31 May 2019: In an Australian-first, a credit score app has been developed to give consumers more access than ever before to their personal credit score, enabling them to monitor their credit health in real time, for free, and make proactive decisions that will improve their appeal to lenders.
The Credit Health app was created by online comparison site, Credit Card Compare, to help Australians take advantage of the changing way in which credit scores are determined, following significant reforms last year designed to reward borrowers for their positive credit behaviour.
According to Co-Founder of Credit Card Compare, Andrew Boyd, who led the development project, the process of developing the app involved drawing on established desktop functionality and then redesigning it for mobile in a way that would feel intuitive and simple for users.
“We launched our online credit score service in December 2018, so a lot of the building blocks were already in place – authenticated accounts, address lookup, the onboarding flow, and our integration with credit monitoring service Experian – however, these were developed primarily for a web browser and not a mobile device, which meant we had to develop a range of additional API endpoints.”
“Because we’re introducing a new value proposition to the audience in terms of personal credit health monitoring, we knew it was important to make the onboarding experience as easy and frictionless as possible,” Boyd says.
An important part of this related to how users entered their physical addresses. Allowing users free text entry created the potential for human error, which would prevent them being matched with their credit score, and risked losing users at the first hurdle.
“The key to solving this was using a step-by-step flow – this design decision allowed us to hide complex business logic, so the user can just get on with setting up.”
“That functionality goes to the heart of building trust and delivering on user experience expectations, so getting it right was critical. Our solution was to build our own address lookup service, using the public GNA-F dataset as the data source and Amazon Elasticsearch to filter millions of addresses in milliseconds.”

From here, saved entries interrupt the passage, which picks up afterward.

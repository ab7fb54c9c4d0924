//! SNTP packet layout (RFC 4330).
//!
//! Only the fields a client needs are touched: the LI/VN/Mode byte of the
//! request and the mode + transmit timestamp of the response.

use crate::codec::{ntp_to_unix_nanos, read_timestamp, unix_nanos_to_ntp, write_timestamp};
use crate::error::AttemptError;

/// Size of an SNTP packet without extensions
pub const PACKET_LEN: usize = 48;

/// LI = 0, VN = 3, Mode = 3 (client)
pub const CLIENT_MODE_V3: u8 = 0x1B;

/// Byte offset of the transmit timestamp (seconds at 40, fraction at 44)
pub const TRANSMIT_TIMESTAMP_OFFSET: usize = 40;

const MODE_MASK: u8 = 0x07;
const MODE_SERVER: u8 = 4;
const MODE_BROADCAST: u8 = 5;

/// Build a client request: all zero except the mode/version byte
#[inline]
pub fn build_request() -> [u8; PACKET_LEN] {
    let mut packet = [0u8; PACKET_LEN];
    packet[0] = CLIENT_MODE_V3;
    packet
}

/// Parse the server transmit timestamp (Unix nanoseconds) out of a response
pub fn parse_transmit_timestamp(response: &[u8]) -> Result<i64, AttemptError> {
    if response.len() != PACKET_LEN {
        return Err(AttemptError::malformed(format!(
            "expected {} bytes, got {}",
            PACKET_LEN,
            response.len()
        )));
    }

    let mode = response[0] & MODE_MASK;
    if mode != MODE_SERVER && mode != MODE_BROADCAST {
        return Err(AttemptError::malformed(format!(
            "unexpected mode {}",
            mode
        )));
    }

    let (seconds, fraction) = read_timestamp(response, TRANSMIT_TIMESTAMP_OFFSET);
    if seconds == 0 && fraction == 0 {
        return Err(AttemptError::malformed("zero transmit timestamp"));
    }

    Ok(ntp_to_unix_nanos(seconds, fraction))
}

/// Build a server response carrying `transmit_unix_nanos`
///
/// Used by the loopback responder and test transports.
pub fn build_response(transmit_unix_nanos: i64) -> [u8; PACKET_LEN] {
    let mut packet = [0u8; PACKET_LEN];
    // LI = 0, VN = 3, Mode = 4 (server)
    packet[0] = 0x1C;
    // Stratum 1
    packet[1] = 1;
    let (seconds, fraction) = unix_nanos_to_ntp(transmit_unix_nanos);
    write_timestamp(&mut packet, TRANSMIT_TIMESTAMP_OFFSET, seconds, fraction);
    packet
}
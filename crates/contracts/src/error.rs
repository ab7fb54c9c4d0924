//! Layered error definitions
//!
//! Categorized by source: config / capture / persistence / io

use thiserror::Error;

/// Unified error type for collaborator-facing contracts
#[derive(Debug, Error)]
pub enum ContractError {
    // ===== Configuration Errors =====
    /// Configuration parse error
    #[error("config parse error: {message}")]
    ConfigParse {
        message: String,
        #[source]
        source: Option<Box<dyn std::error::Error + Send + Sync>>,
    },

    /// Configuration validation error
    #[error("config validation error at '{field}': {message}")]
    ConfigValidation { field: String, message: String },

    // ===== Capture Errors =====
    /// Camera capture could not be started or died mid-run
    #[error("capture error: {message}")]
    Capture { message: String },

    // ===== Persistence Errors =====
    /// Persisted compensation state could not be read or written
    #[error("persistence error: {message}")]
    Persistence { message: String },

    // ===== General Errors =====
    /// IO error
    #[error("io error: {0}")]
    Io(#[from] std::io::Error),

    /// Other error
    #[error("{0}")]
    Other(String),
}

impl ContractError {
    /// Create configuration parse error
    pub fn config_parse(message: impl Into<String>) -> Self {
        Self::ConfigParse {
            message: message.into(),
            source: None,
        }
    }

    /// Create configuration validation error
    pub fn config_validation(field: impl Into<String>, message: impl Into<String>) -> Self {
        Self::ConfigValidation {
            field: field.into(),
            message: message.into(),
        }
    }

    /// Create capture error
    pub fn capture(message: impl Into<String>) -> Self {
        Self::Capture {
            message: message.into(),
        }
    }

    /// Create persistence error
    pub fn persistence(message: impl Into<String>) -> Self {
        Self::Persistence {
            message: message.into(),
        }
    }
}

“This means users can drill down to their exact address and, because this is government data, we have a high degree of confidence that it will match what’s on file at the bureau. In the end, that means users can breeze through onboarding and get right to their score,” says Boyd.
“A good UI should make it easy to do things that are difficult. The complexity should be hidden, especially for a consumer-focused app.”
Learning a new language
Due to the development team’s limited resources – a team of just 3 people delivered the project – they chose to use Flutter, an open-source application development framework backed by Google which allowed them to write one code base and then build native apps for iOS and Android.
“When we started using Flutter, nobody in our company had any experience with Dart, which is the programming language the framework is written in,” Boyd says.
"As a result, there was a learning curve at the start of the project, which meant it took a little longer to make meaningful progress than it would have done if we had used a language such as Objective-C where we had more experience within the team.”
Flutter also brought with it another issue: risk.
“When we decided Flutter was the best fit for us, it was actually still in beta, so it had a propensity to change frequently. Native iOS design had not been totally implemented at that time, which was a problem since we planned to release our iOS app first. In the end, our solution was to write custom code for those missing pieces.”
Overcoming the acceptance barrier
“We wanted Credit Health to feel instantly familiar to users—like an app that belongs on your phone—so it uses native UI elements such as tab bars, views, and controls as recommended in Apple’s Human Interface Guidelines for iOS.”
“Much has been said about Apple’s review process for releasing an app on the App Store, but we found sticking to their review guidelines as closely as possible helped us build something we think our users will appreciate and which will naturally slot into the way they interact day to day with their phones.”
Changing the way people think about credit scores
“We know there are major changes coming to the role credit scores play in people’s financial lives in Australia, as Comprehensive Credit Reporting continues to roll out. But we also know that most Australians do not know about their credit score, let alone the role it plays in their lives.”
“We think the near future will see people actively tracking their score on their phone, and the Credit Health app allows them to make tactical decisions around how they manage their finances to maximise their results.”
“And for our business, it is the start of a move away from being almost entirely focused on acquiring more traffic, towards retaining customers and building a relationship that will help them achieve their financial goals.”